This glossary explains various keywords that will help you understand the mindset necessary for data utilization and successful DX.
This time, we will explain about "data lakes," which serve as a foundation for data utilization.

What is a Data Lake?

A data lake is a data infrastructure (data repository) that can receive and store a wide variety of data generated from various systems, just as a lake stores water.
As the use of IT advances, it has become necessary to handle a much wider variety of data than before. Structured data) as well as non-XML data (such as JSON and XML) semi-structured data or the text of an email Unstructured Data) for data analysis, and more recently Machine Learning (AI) is increasingly being used for images and videos. binary data There is also a growing need for data utilization such as:

A data lake is a data infrastructure that allows data that is difficult to store directly in traditional databases or DWHs to be stored and used in its original form, just like a lake accepts water.

Why it's necessary: Differences from DWH (Data Warehouse)

As a "data storage platform" for data analysis, "DWH," a type of analytical database, has been popular and widely used before data lakes. First, we will explain why data lakes came into use when DWHs were already in use, and what the differences are.

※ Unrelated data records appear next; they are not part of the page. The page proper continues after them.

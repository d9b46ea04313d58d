// Copyright 2025 New Vector Ltd.
//
// SPDX-License-Identifier: AGPL-3.0-only OR LicenseRef-Element-Commercial
// Please see LICENSE files in the repository root for full details.

use std::sync::LazyLock;

use avs_data_model::{AccountValidity, UserEmail};
use avs_email::{Address, Mailbox, Mailer, RenewalEmailContext};
use opentelemetry::{Key, KeyValue, metrics::Counter};
use thiserror::Error;
use tracing::{error, info};
use url::Url;

use crate::METER;

static EMAIL_COUNTER: LazyLock<Counter<u64>> = LazyLock::new(|| {
    METER
        .u64_counter("avs.account_validity.emails")
        .with_description("How many account renewal emails were sent")
        .with_unit("{email}")
        .build()
});
const RESULT: Key = Key::from_static_str("result");

/// How the renewal email was delivered to the addresses of an account
#[derive(Debug, Default, Clone, Copy, PartialEq, Eq)]
pub struct DispatchOutcome {
    /// Addresses the email was handed over to the transport for
    pub sent: usize,

    /// Addresses for which the email could not be sent
    pub failed: usize,
}

#[derive(Debug, Error)]
pub enum DispatchError {
    #[error("failed to send the renewal email to all {failed} addresses")]
    AllFailed { failed: usize },
}

/// Send the renewal email to every address of an account
///
/// A failure to send to one address does not prevent sending to the others.
/// An account without any address is not an error.
///
/// # Errors
///
/// Returns [`DispatchError::AllFailed`] if the email could not be sent to
/// any of the addresses.
#[tracing::instrument(
    name = "account_validity.dispatch_email",
    skip_all,
    fields(
        user.id = %validity.user_id,
        addresses = addresses.len(),
    ),
)]
pub async fn dispatch_renewal_email(
    mailer: &Mailer,
    validity: &AccountValidity,
    display_name: String,
    url: Url,
    addresses: &[UserEmail],
) -> Result<DispatchOutcome, DispatchError> {
    let context = RenewalEmailContext::new(display_name, validity, url);
    let mut outcome = DispatchOutcome::default();

    for user_email in addresses {
        let address: Address = match user_email.email.parse() {
            Ok(address) => address,
            Err(e) => {
                error!(
                    error = &e as &dyn std::error::Error,
                    user_email.id = %user_email.id,
                    "Invalid email address, not sending renewal email"
                );
                EMAIL_COUNTER.add(1, &[KeyValue::new(RESULT, "invalid_address")]);
                outcome.failed += 1;
                continue;
            }
        };

        let mailbox = Mailbox::new(None, address);

        info!("Sending renewal email to {}", mailbox);
        // We only log if the email fails to send, to try the other addresses
        match mailer.send_renewal_email(mailbox, &context).await {
            Ok(()) => {
                EMAIL_COUNTER.add(1, &[KeyValue::new(RESULT, "sent")]);
                outcome.sent += 1;
            }
            Err(e) => {
                error!(
                    error = &e as &dyn std::error::Error,
                    user_email.id = %user_email.id,
                    "Failed to send renewal email"
                );
                EMAIL_COUNTER.add(1, &[KeyValue::new(RESULT, "failed")]);
                outcome.failed += 1;
            }
        }
    }

    if outcome.sent == 0 && outcome.failed > 0 {
        return Err(DispatchError::AllFailed {
            failed: outcome.failed,
        });
    }

    Ok(outcome)
}
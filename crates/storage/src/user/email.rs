// Copyright 2025 New Vector Ltd.
//
// SPDX-License-Identifier: AGPL-3.0-only OR LicenseRef-Element-Commercial
// Please see LICENSE files in the repository root for full details.

use async_trait::async_trait;
use avs_data_model::{User, UserEmail};
use rand_core::RngCore;

use crate::{Clock, repository_impl};

/// The addresses renewal emails are sent to
///
/// A user may have any number of addresses, including none.
#[async_trait]
pub trait UserEmailRepository: Send + Sync {
    /// Backend error type
    type Error;

    /// Every address of `user`, oldest first
    ///
    /// # Errors
    ///
    /// Returns [`Self::Error`] if the backend fails
    async fn all(&mut self, user: &User) -> Result<Vec<UserEmail>, Self::Error>;

    /// Attach an address to `user`
    ///
    /// The address is stored as given, without validation.
    ///
    /// # Errors
    ///
    /// Returns [`Self::Error`] if the backend fails
    async fn add(
        &mut self,
        rng: &mut (dyn RngCore + Send),
        clock: &dyn Clock,
        user: &User,
        email: String,
    ) -> Result<UserEmail, Self::Error>;
}

repository_impl!(UserEmailRepository:
    async fn all(&mut self, user: &User) -> Result<Vec<UserEmail>, Self::Error>;
    async fn add(
        &mut self,
        rng: &mut (dyn RngCore + Send),
        clock: &dyn Clock,
        user: &User,
        email: String,
    ) -> Result<UserEmail, Self::Error>;
);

"DWH" stores data in a predetermined format

When storing data in what is commonly called a "database" (RDB or DWH), before storing the data in the database, you need to "predefine" the format of the data to be stored.

For example, if you want to store data for a list of employees, you need to define in advance what format the data will be stored in, such as "Name (string)," "Employee number (integer)," and "Department (Department ID)," and then secure a "place to store the data," and then prepare the data to fit that format before storing it.

Advantages and disadvantages of "DWH"

There are advantages to deciding the data format in advance. Data is always stored in a fixed format, and you can expect that "all data is organized," making it easier to utilize stored data.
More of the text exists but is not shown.